The pilot of Flight DL194 had warned air traffic control there was “a biohazard issue” with “a passenger who’s had diarrhea all the way through the airplane.”

“It was dribbled down the aisle, smelled horrible,” one person tweeted of their partner’s disgusting experience on the flight.

“It was pretty bad … The vanilla-scented disinfectant used on it only made it smell like vanilla s–t,” Dee W. wrote on X, the new name for Twitter.

My jaw dropped to the floor when reading that this was a woman responsible for this depravity.

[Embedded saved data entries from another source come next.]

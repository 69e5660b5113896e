//! Exponential moving average with a jitter dead-zone for integer box coordinates.

use crate::tracker::face_box::FaceBox;
use crate::{Error, Result};

/// Parameters of the dead-zone EMA.
#[derive(Debug, Clone, Copy, PartialEq)]
pub struct SmoothingParams {
    /// Weight of the new measurement, in (0, 1].
    pub alpha: f64,
    /// Per-coordinate movements strictly below this are treated as noise.
    pub threshold: i32,
}

impl Default for SmoothingParams {
    fn default() -> Self {
        Self {
            alpha: 0.2,
            threshold: 2,
        }
    }
}

impl SmoothingParams {
    /// Create parameters with EMA weight `alpha` and dead-zone `threshold`.
    pub fn new(alpha: f64, threshold: i32) -> Self {
        Self { alpha, threshold }
    }

    /// Reject `alpha` outside (0, 1] and negative thresholds.
    pub fn validate(&self) -> Result<()> {
        if self.alpha.is_nan() || self.alpha <= 0.0 || self.alpha > 1.0 {
            return Err(Error::Config(format!(
                "smoothing alpha must be in (0, 1], got {}",
                self.alpha
            )));
        }
        if self.threshold < 0 {
            return Err(Error::Config(format!(
                "smoothing threshold must be non-negative, got {}",
                self.threshold
            )));
        }
        Ok(())
    }

    /// Smooth one coordinate pair against its previous value.
    ///
    /// Each axis whose movement is below `threshold` is pinned to `last`
    /// before the EMA is applied. The EMA result is truncated toward zero.
    pub fn smooth_pair(&self, last: (i32, i32), current: (i32, i32)) -> (i32, i32) {
        (
            self.smooth_axis(last.0, current.0),
            self.smooth_axis(last.1, current.1),
        )
    }

    /// Smooth position and size of `current` against `last`, independently.
    pub fn smooth_box(&self, last: &FaceBox, current: &FaceBox) -> FaceBox {
        let (x, y) = self.smooth_pair(last.position(), current.position());
        let (w, h) = self.smooth_pair(last.size(), current.size());
        FaceBox::new(x, y, w, h)
    }

    fn smooth_axis(&self, last: i32, current: i32) -> i32 {
        let delta = i64::from(current) - i64::from(last);
        if delta.abs() < i64::from(self.threshold) {
            return last;
        }
        let ema = self.alpha * f64::from(current) + (1.0 - self.alpha) * f64::from(last);
        ema as i32
    }
}

/// Smooth `current` against `last` with the default parameters.
pub fn smooth(last: &FaceBox, current: &FaceBox) -> FaceBox {
    SmoothingParams::default().smooth_box(last, current)
}

#[cfg(test)]
mod tests {
    use super::*;

    #[test]
    fn test_equal_input_is_fixed_point() {
        let params = SmoothingParams::default();
        for v in [-1000, -7, -1, 0, 1, 3, 7, 99, 1921, 100_000] {
            assert_eq!(params.smooth_pair((v, v), (v, v)), (v, v));
        }
    }

    #[test]
    fn test_dead_zone_pins_axis() {
        let params = SmoothingParams::default();
        // |dx| = 1 < 2 is ignored, dy = 10 follows the EMA
        assert_eq!(params.smooth_pair((50, 50), (51, 60)), (50, 52));
        assert_eq!(params.smooth_pair((50, 50), (49, 49)), (50, 50));
    }

    #[test]
    fn test_threshold_is_exclusive() {
        let params = SmoothingParams::default();
        // |dx| = 2 is not below the threshold: 50 + 0.2 * 2 = 50.4
        assert_eq!(params.smooth_pair((50, 0), (52, 0)), (50, 0));
        // 50 + 0.2 * 5 = 51
        assert_eq!(params.smooth_pair((50, 0), (55, 0)), (51, 0));
    }

    #[test]
    fn test_ema_truncates_instead_of_rounding() {
        let params = SmoothingParams::default();
        // 0.2 * 104 + 0.8 * 100 = 100.8 truncates to 100, not 101
        assert_eq!(params.smooth_pair((100, 100), (104, 104)), (100, 100));
        // Negative coordinates truncate toward zero: -100 + 0.2 * -4 = -100.8
        assert_eq!(params.smooth_pair((-100, 0), (-104, 0)), (-100, 0));
    }

    #[test]
    fn test_ema_crossing_zero_truncates_weighted_sum() {
        let params = SmoothingParams::default();
        // 0.2 * 164 + 0.8 * -91 = -39.999.., truncated toward zero
        assert_eq!(params.smooth_pair((-91, 0), (164, 0)), (-39, 0));
        assert_eq!(params.smooth_pair((0, -91), (0, 164)), (0, -39));
    }

    #[test]
    fn test_smooth_box_treats_size_separately() {
        let last = FaceBox::new(100, 100, 80, 80);
        let current = FaceBox::new(110, 101, 90, 120);
        // x: 100 + 2 = 102, y: pinned, w: 80 + 2 = 82, h: 80 + 8 = 88
        assert_eq!(smooth(&last, &current), FaceBox::new(102, 100, 82, 88));
    }

    #[test]
    fn test_alpha_one_follows_measurement() {
        let params = SmoothingParams::new(1.0, 0);
        assert_eq!(params.smooth_pair((0, 0), (13, -9)), (13, -9));
    }

    #[test]
    fn test_validate() {
        assert!(SmoothingParams::default().validate().is_ok());
        assert!(SmoothingParams::new(0.0, 2).validate().is_err());
        assert!(SmoothingParams::new(1.5, 2).validate().is_err());
        assert!(SmoothingParams::new(f64::NAN, 2).validate().is_err());
        assert!(SmoothingParams::new(0.5, -1).validate().is_err());
    }
}
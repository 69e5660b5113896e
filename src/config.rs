//! Configuration management for the face tracking application

use crate::tracker::{SmoothingParams, TrackerConfig};
use crate::{Error, Result};
use serde::{Deserialize, Serialize};
use std::path::{Path, PathBuf};

/// Application configuration
#[derive(Debug, Clone, Default, PartialEq, Serialize, Deserialize)]
#[serde(default)]
pub struct Config {
    /// Tracking and smoothing parameters
    pub tracker: TrackerSection,

    /// Cascade detector parameters
    pub detector: DetectorSection,

    /// Display configuration
    pub display: DisplaySection,

    /// Capture device configuration
    pub camera: CameraSection,
}

/// Tracking and smoothing parameters
#[derive(Debug, Clone, PartialEq, Serialize, Deserialize)]
#[serde(default)]
pub struct TrackerSection {
    /// Match gate in pixels between box centers
    pub match_max_distance: f32,

    /// EMA weight of the newest measurement
    pub alpha: f64,

    /// Dead-zone in pixels
    pub threshold: i32,
}

impl Default for TrackerSection {
    fn default() -> Self {
        let tracker = TrackerConfig::default();
        Self {
            match_max_distance: tracker.match_max_distance,
            alpha: tracker.smoothing.alpha,
            threshold: tracker.smoothing.threshold,
        }
    }
}

/// Cascade detector parameters
#[derive(Debug, Clone, PartialEq, Serialize, Deserialize)]
#[serde(default)]
pub struct DetectorSection {
    /// Path to the Haar cascade XML file
    pub cascade_path: PathBuf,

    /// Image pyramid scale step, must be greater than 1.0
    pub scale_factor: f64,

    /// Neighbouring hits required to keep a candidate
    pub min_neighbors: i32,

    /// Smallest face side in pixels (0 for no limit)
    pub min_size: i32,
}

impl Default for DetectorSection {
    fn default() -> Self {
        Self {
            cascade_path: PathBuf::from("haarcascade_frontalface_default.xml"),
            scale_factor: 1.2,
            min_neighbors: 7,
            min_size: 0,
        }
    }
}

/// Display configuration
#[derive(Debug, Clone, PartialEq, Serialize, Deserialize)]
#[serde(default)]
pub struct DisplaySection {
    pub window_name: String,

    /// Text drawn next to every face
    pub label: String,

    /// Run without a window
    pub headless: bool,
}

impl Default for DisplaySection {
    fn default() -> Self {
        Self {
            window_name: "frame".to_string(),
            label: "Face".to_string(),
            headless: false,
        }
    }
}

/// Capture device configuration
#[derive(Debug, Clone, Default, PartialEq, Serialize, Deserialize)]
#[serde(default)]
pub struct CameraSection {
    /// Camera index
    pub index: i32,

    /// Video file to read instead of a camera
    pub video: Option<PathBuf>,
}

impl Config {
    /// Load and validate configuration from a TOML file
    pub fn from_file<P: AsRef<Path>>(path: P) -> Result<Self> {
        let content = std::fs::read_to_string(path)?;
        Self::from_toml_str(&content)
    }

    /// Parse and validate configuration from TOML text
    pub fn from_toml_str(content: &str) -> Result<Self> {
        let config: Config = toml::from_str(content)?;
        config.validate()?;
        Ok(config)
    }

    /// Tracker settings as used by [`FaceTracker`](crate::FaceTracker)
    pub fn tracker_config(&self) -> TrackerConfig {
        TrackerConfig {
            match_max_distance: self.tracker.match_max_distance,
            smoothing: SmoothingParams::new(self.tracker.alpha, self.tracker.threshold),
        }
    }

    /// Validate configuration
    pub fn validate(&self) -> Result<()> {
        self.tracker_config().validate()?;

        if self.detector.scale_factor.is_nan() || self.detector.scale_factor <= 1.0 {
            return Err(Error::Config(format!(
                "Detector scale factor must be greater than 1.0, got {}",
                self.detector.scale_factor
            )));
        }
        if self.detector.min_neighbors < 0 {
            return Err(Error::Config(
                "Detector min_neighbors must be non-negative".to_string(),
            ));
        }
        if self.detector.min_size < 0 {
            return Err(Error::Config(
                "Detector min_size must be non-negative".to_string(),
            ));
        }
        if self.camera.index < 0 {
            return Err(Error::Config("Camera index must be non-negative".to_string()));
        }

        Ok(())
    }
}

/// Example configuration file content
pub const EXAMPLE_CONFIG: &str = r#"# Face tracking configuration

[tracker]
match_max_distance = 150.0
alpha = 0.2
threshold = 2

[detector]
cascade_path = "haarcascade_frontalface_default.xml"
scale_factor = 1.2
min_neighbors = 7
min_size = 0

[display]
window_name = "frame"
label = "Face"
headless = false

[camera]
index = 0
"#;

Thoughts and prayers to her for real.

What a savage she must be to treat herself to some shitty airport sushi, and way too many airport beers, before boarding this transatlantic flight with a butt full of bud mud, has to know there is never any coming back from this. 

Not only could she not hold it until they made it to the bathroom, but her ass exploded to the point it was running down through her shorts or pants and tracking all over the cabin? 

Fucking outrageous. This should be punishable by death.

Especially because once they returned back to Hartsfield-Jackson, some poor sons of bitches had to clean up the mess.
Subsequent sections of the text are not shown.